WIP: refactor dtype to be a type subclass #12585

mattip · 2018-12-18T13:40:52Z

Replaces #12430. This first step is to refactor the global descr creation to use PyObject_New. Note the new define USE_DTYPE_AS_PYOBJECT which preserves the old behavior. Once the new dtype works we can flip the default.

mattip · 2018-12-18T18:00:30Z

The first commit 59ad4d3 passes all but codecov tests and is a refactor of existing code.

The next batch of commits are all attempts to get a job running on Azure Pipelines with USE_DTYPE_AS_PYOBJECT=0 which will use the new code paths and make dtype instances an instance of python type rather than an instance of python object. Finally in 2efd78b I seem to have got it right.

The code errors out, somehow I am not binding the class methods. The new azure job fails since np.dtype(scalar).newbyteorder(x) is an unbound class method.

ERROR collecting build/testenv/lib/python3.5/site-packages/numpy/lib/tests/test_format.py 
    numpy/lib/tests/test_format.py:330: in <module>
    dtype = np.dtype(scalar).newbyteorder(endian)
E   TypeError: descriptor 'newbyteorder' requires a 'numpy.dtype' object but received a 'str'

This commit produces the following output (note unbound methods need a class object):

>>> np.dtype.mro(np.dtype)
[<class 'numpy.dtype'>, <class 'type'>, <class 'object'>]

>>> issubclass(np.dtype, type)
True

>>> i = np.dtype('int32')
>>> type(i)
<class 'numpy.dtype'>

>>> isinstance(i, type)
True

Now if I could only figure out how to bind those class methods ...

numpy/core/src/multiarray/descriptor.c

eric-wieser · 2018-12-19T03:00:45Z

Now if I could only figure out how to bind those class methods ...

Perhaps METH_CLASS? Although thinking about the equivalent python, that shouldn't be necessary...

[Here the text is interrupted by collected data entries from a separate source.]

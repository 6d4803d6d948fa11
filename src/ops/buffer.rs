use std::{mem, sync::Arc, time::Duration};

use crate::{
  observable::{Observable, Producer},
  observer::Observer,
  scheduler::Scheduler,
  sink::Sink,
  subscription::{SerialSubscription, Subscription},
  sync::ReentrantLock,
};

pub struct BufferCountOp<Item, Err> {
  pub(crate) source: Observable<Item, Err>,
  pub(crate) capacity: usize,
}

impl<Item, Err> Producer for BufferCountOp<Item, Err>
where
  Item: Send + 'static,
  Err: Send + 'static,
{
  type Item = Vec<Item>;
  type Err = Err;

  fn run(&self, sink: Sink<Vec<Item>, Err>) {
    let observer = BufferCountObserver {
      sink: sink.clone(),
      capacity: self.capacity.max(1),
      buffer: Vec::new(),
    };
    self.source.attach(observer, &sink);
  }
}

struct BufferCountObserver<Item, Err> {
  sink: Sink<Vec<Item>, Err>,
  capacity: usize,
  buffer: Vec<Item>,
}

impl<Item, Err> Observer<Item, Err> for BufferCountObserver<Item, Err> {
  fn next(&mut self, value: Item) {
    self.buffer.push(value);
    if self.buffer.len() >= self.capacity {
      self.sink.next(mem::take(&mut self.buffer));
    }
  }

  fn error(&mut self, err: Err) {
    self.buffer.clear();
    self.sink.error(err);
  }

  fn complete(&mut self) {
    if !self.buffer.is_empty() {
      self.sink.next(mem::take(&mut self.buffer));
    }
    self.sink.complete();
  }

  fn is_closed(&self) -> bool { self.sink.is_disposed() }
}

pub struct BufferTimeOp<Item, Err> {
  pub(crate) source: Observable<Item, Err>,
  pub(crate) span: Duration,
  pub(crate) scheduler: Arc<dyn Scheduler>,
}

impl<Item, Err> Producer for BufferTimeOp<Item, Err>
where
  Item: Send + 'static,
  Err: Send + 'static,
{
  type Item = Vec<Item>;
  type Err = Err;

  fn run(&self, sink: Sink<Vec<Item>, Err>) {
    let buffer = Arc::new(ReentrantLock::new(Vec::new()));
    let ticker_sink = sink.clone();
    let ticker_buffer = buffer.clone();
    let ticking = self.scheduler.schedule_periodic(
      self.span,
      Box::new(move || {
        // Forward while still holding the lock so two flushes cannot swap
        // batch order on the way to the sink.
        let guard = ticker_buffer.lock();
        let out = guard.with(|buffer| mem::take(buffer));
        ticker_sink.next(out);
      }),
    );
    sink.add_upstream(ticking);
    let observer = BufferTimeObserver { sink: sink.clone(), buffer };
    self.source.attach(observer, &sink);
  }
}

struct BufferTimeObserver<Item, Err> {
  sink: Sink<Vec<Item>, Err>,
  buffer: Arc<ReentrantLock<Vec<Item>>>,
}

impl<Item, Err> Observer<Item, Err> for BufferTimeObserver<Item, Err> {
  fn next(&mut self, value: Item) { self.buffer.with(|buffer| buffer.push(value)); }

  fn error(&mut self, err: Err) {
    let guard = self.buffer.lock();
    guard.with(|buffer| buffer.clear());
    self.sink.error(err);
  }

  fn complete(&mut self) {
    let guard = self.buffer.lock();
    let out = guard.with(|buffer| mem::take(buffer));
    if !out.is_empty() {
      self.sink.next(out);
    }
    self.sink.complete();
  }

  fn is_closed(&self) -> bool { self.sink.is_disposed() }
}

pub struct BufferTimeCountOp<Item, Err> {
  pub(crate) source: Observable<Item, Err>,
  pub(crate) span: Duration,
  pub(crate) capacity: usize,
  pub(crate) scheduler: Arc<dyn Scheduler>,
}

impl<Item, Err> Producer for BufferTimeCountOp<Item, Err>
where
  Item: Send + 'static,
  Err: Send + 'static,
{
  type Item = Vec<Item>;
  type Err = Err;

  fn run(&self, sink: Sink<Vec<Item>, Err>) {
    let timer = SerialSubscription::new();
    sink.add_upstream(Subscription::new(timer.clone()));
    let shared = Arc::new(TimeCountShared {
      state: ReentrantLock::new(WindowState { buffer: Vec::new(), window: 0 }),
      sink: sink.clone(),
      scheduler: self.scheduler.clone(),
      span: self.span,
      timer,
    });
    shared.arm();
    let observer = BufferTimeCountObserver { shared, capacity: self.capacity.max(1) };
    self.source.attach(observer, &sink);
  }
}

struct WindowState<Item> {
  buffer: Vec<Item>,
  // Bumped on every flush; a timer armed for an older window is stale.
  window: u64,
}

struct TimeCountShared<Item, Err> {
  state: ReentrantLock<WindowState<Item>>,
  sink: Sink<Vec<Item>, Err>,
  scheduler: Arc<dyn Scheduler>,
  span: Duration,
  timer: SerialSubscription,
}

impl<Item, Err> TimeCountShared<Item, Err>
where
  Item: Send + 'static,
  Err: Send + 'static,
{
  fn arm(self: &Arc<Self>) {
    if self.sink.is_disposed() {
      return;
    }
    let window = self.state.with(|state| state.window);
    let this = self.clone();
    let fire = self.scheduler.schedule_after(
      self.span,
      Box::new(move || {
        this.flush_window(window);
        this.arm();
      }),
    );
    self.timer.set(fire);
  }

  fn flush_window(&self, window: u64) {
    let guard = self.state.lock();
    let out = guard.with(|state| {
      if state.window != window {
        return None;
      }
      state.window += 1;
      Some(mem::take(&mut state.buffer))
    });
    if let Some(out) = out {
      self.sink.next(out);
    }
  }
}

struct BufferTimeCountObserver<Item, Err> {
  shared: Arc<TimeCountShared<Item, Err>>,
  capacity: usize,
}

impl<Item, Err> Observer<Item, Err> for BufferTimeCountObserver<Item, Err>
where
  Item: Send + 'static,
  Err: Send + 'static,
{
  fn next(&mut self, value: Item) {
    let guard = self.shared.state.lock();
    let full = guard.with(|state| {
      state.buffer.push(value);
      if state.buffer.len() >= self.capacity {
        state.window += 1;
        Some(mem::take(&mut state.buffer))
      } else {
        None
      }
    });
    if let Some(out) = full {
      self.shared.sink.next(out);
      // The count flush closes the window, so the clock restarts.
      self.shared.arm();
    }
  }

  fn error(&mut self, err: Err) {
    let guard = self.shared.state.lock();
    guard.with(|state| state.buffer.clear());
    self.shared.sink.error(err);
  }

  fn complete(&mut self) {
    let guard = self.shared.state.lock();
    let out = guard.with(|state| {
      state.window += 1;
      mem::take(&mut state.buffer)
    });
    if !out.is_empty() {
      self.shared.sink.next(out);
    }
    self.shared.sink.complete();
  }

  fn is_closed(&self) -> bool { self.shared.sink.is_disposed() }
}

impl<Item, Err> Observable<Item, Err>
where
  Item: Send + 'static,
  Err: Send + 'static,
{
  /// Group values into `Vec`s of `capacity`; a non-empty partial buffer is
  /// flushed at completion.
  pub fn buffer_count(&self, capacity: usize) -> Observable<Vec<Item>, Err> {
    Observable::from_producer(BufferCountOp { source: self.clone(), capacity })
  }

  /// Flush everything collected each `span`. Ticks with nothing collected
  /// emit an empty `Vec`.
  pub fn buffer_time(&self, span: Duration, scheduler: Arc<dyn Scheduler>) -> Observable<Vec<Item>, Err> {
    Observable::from_producer(BufferTimeOp { source: self.clone(), span, scheduler })
  }

  /// Flush when `capacity` values have been collected or `span` elapses,
  /// whichever comes first; either flush restarts the clock.
  pub fn buffer_time_count(
    &self, span: Duration, capacity: usize, scheduler: Arc<dyn Scheduler>,
  ) -> Observable<Vec<Item>, Err> {
    Observable::from_producer(BufferTimeCountOp { source: self.clone(), span, capacity, scheduler })
  }
}

#[cfg(test)]
mod test {
  use crate::subscription::SubscriptionLike;
  use std::sync::Mutex as StdMutex;

  use crate::{observable::from_iter, scheduler, subject::PublishSubject};

  use super::*;

  #[test]
  fn count_buffers_fill_and_flush() {
    let seen = Arc::new(StdMutex::new(Vec::new()));
    let s = seen.clone();
    from_iter::<_, ()>(1..=7).buffer_count(3).subscribe(move |b| s.lock().unwrap().push(b));
    assert_eq!(*seen.lock().unwrap(), vec![vec![1, 2, 3], vec![4, 5, 6], vec![7]]);
  }

  #[test]
  fn time_buffers_flush_on_the_clock() {
    let subject = PublishSubject::<i32, ()>::new();
    let seen = Arc::new(StdMutex::new(Vec::new()));
    let s = seen.clone();
    let sub = subject
      .observable()
      .buffer_time(Duration::from_millis(40), scheduler::shared())
      .subscribe(move |b| s.lock().unwrap().push(b));
    subject.next(1);
    subject.next(2);
    std::thread::sleep(Duration::from_millis(60));
    subject.next(3);
    std::thread::sleep(Duration::from_millis(60));
    sub.unsubscribe();
    let seen = seen.lock().unwrap().clone();
    assert!(seen.contains(&vec![1, 2]), "missing first window: {seen:?}");
    assert!(seen.contains(&vec![3]), "missing second window: {seen:?}");
  }

  #[test]
  fn count_or_clock_whichever_fires_first() {
    let subject = PublishSubject::<i32, ()>::new();
    let seen = Arc::new(StdMutex::new(Vec::new()));
    let s = seen.clone();
    let sub = subject
      .observable()
      .buffer_time_count(Duration::from_millis(60), 2, scheduler::shared())
      .subscribe(move |b| s.lock().unwrap().push(b));
    // Count closes this window long before the clock would.
    subject.next(1);
    subject.next(2);
    // The clock closes this one.
    subject.next(3);
    std::thread::sleep(Duration::from_millis(120));
    sub.unsubscribe();
    let seen = seen.lock().unwrap().clone();
    assert_eq!(seen.first(), Some(&vec![1, 2]));
    assert!(seen.contains(&vec![3]), "clock flush missing: {seen:?}");
  }
}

eric-wieser · 2018-12-19T03:07:00Z

Can you show the output of

np.dtype(scalar).newbyteorder

and

np.dtype.newbyteorder

numpy/core/src/multiarray/arraytypes.c.src

eric-wieser · 2018-12-19T05:06:39Z

I think USE_DTYPE_AS_PYTYPEOBJECT would be clearer than the inverse USE_DTYPE_AS_PYOBJECT, since PYTYPEOBJECTs are themselves PyTypeObjects

mattip · 2018-12-19T05:40:36Z

I think USE_DTYPE_AS_PYTYPEOBJECT would be clearer

I want to use a value that means "use old behaviour" so that the default is off, i.e. "use new behaviour" but we can leave it in for a few deprecation cycles for backward compatibility

mattip · 2018-12-19T05:49:43Z

New (broken) code:

>>> import numpy as np
>>> np.dtype.newbyteorder
<method 'newbyteorder' of 'numpy.dtype' objects>
>>> np.dtype(int).newbyteorder
<method 'newbyteorder' of 'numpy.dtype' objects>
>>> np.dtype.mro()
Traceback (most recent call last):
  File "<console>", line 1, in <module>
TypeError: descriptor 'mro' of 'type' object needs an argument

Old (working) code:

>>> np.dtype.newbyteorder
<method 'newbyteorder' of 'numpy.dtype' objects>
>>> np.dtype(int).newbyteorder
<built-in method newbyteorder of numpy.dtype object at 0x7fceac911580>
>>> np.dtype.mro()
[<class 'numpy.dtype'>, <class 'object'>]

The only change to np.dtype is the base class, so maybe I need to call something after/before PyType_Ready to bind the methods.

mattip · 2018-12-19T05:51:29Z

Also
New code

>>> np.dtype.mro
<method 'mro' of 'type' objects>

Old code

>>> np.dtype.mro
<built-in method mro of type object at 0x7fceac914280>

eric-wieser · 2018-12-19T06:09:08Z

dtype.mro() breaking is expected here, I think - you need to spell that type.mro(dtype). It happens with all python metaclasses.

dtype(int).mro() should work though.

eric-wieser · 2018-12-19T06:10:30Z

I think your copy of the PyTypeObject is causing the breakage - it's copying the class methods onto the instances, which you don't want to do.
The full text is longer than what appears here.